---------- TASK INPUTS ----------

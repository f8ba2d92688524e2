use std::cell::RefCell;
use std::rc::Rc;

use super::queue::CallbackQueue;
use super::scheduler::{FrameCallback, FrameScheduler, RequestId};

/// Tick-driven scheduler with no host behind it.
///
/// Callbacks queue up until [`tick`](Self::tick) is called, which makes
/// frame boundaries explicit — the property the throttle tests rely on.
/// Also usable as-is wherever an existing loop already knows when a "frame"
/// happens.
///
/// Handles are cheap clones sharing one queue.
#[derive(Clone)]
pub struct ManualScheduler {
    inner: Rc<RefCell<CallbackQueue>>,
}

impl ManualScheduler {
    pub fn new() -> Self {
        Self {
            inner: Rc::new(RefCell::new(CallbackQueue::new())),
        }
    }

    /// Number of callbacks waiting for the next tick.
    pub fn pending(&self) -> usize {
        self.inner.borrow().len()
    }

    /// Runs one frame tick: every callback scheduled before this call fires
    /// once, in scheduling order, all seeing the same
    /// [`FrameTick`](super::FrameTick).
    ///
    /// The queue is drained before anything runs, so a callback scheduled
    /// from inside a running callback lands on the next tick. Calling `tick`
    /// from inside a frame callback is not supported.
    ///
    /// Returns how many callbacks ran.
    pub fn tick(&self) -> usize {
        let (due, tick) = self.inner.borrow_mut().drain_for_tick();

        let count = due.len();
        for (_request, callback) in due {
            callback(tick);
        }
        count
    }
}

impl Default for ManualScheduler {
    fn default() -> Self {
        Self::new()
    }
}

impl FrameScheduler for ManualScheduler {
    type Request = RequestId;

    fn schedule_frame(&self, callback: FrameCallback) -> RequestId {
        self.inner.borrow_mut().push(callback)
    }

    fn cancel_frame(&self, request: RequestId) {
        self.inner.borrow_mut().remove(request);
    }
}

----------

Please return every line from the first one in the records above down to the line containing "#[derive(Clone)]", including both, exactly as written and nothing more.

REPLY TO THE TASK —
repository f8ba2d92688524e2
use std::cell::RefCell;
use std::rc::Rc;

use super::queue::CallbackQueue;
use super::scheduler::{FrameCallback, FrameScheduler, RequestId};

/// Tick-driven scheduler with no host behind it.
///
/// Callbacks queue up until [`tick`](Self::tick) is called, which makes
/// frame boundaries explicit — the property the throttle tests rely on.
/// Also usable as-is wherever an existing loop already knows when a "frame"
/// happens.
///
/// Handles are cheap clones sharing one queue.
#[derive(Clone)]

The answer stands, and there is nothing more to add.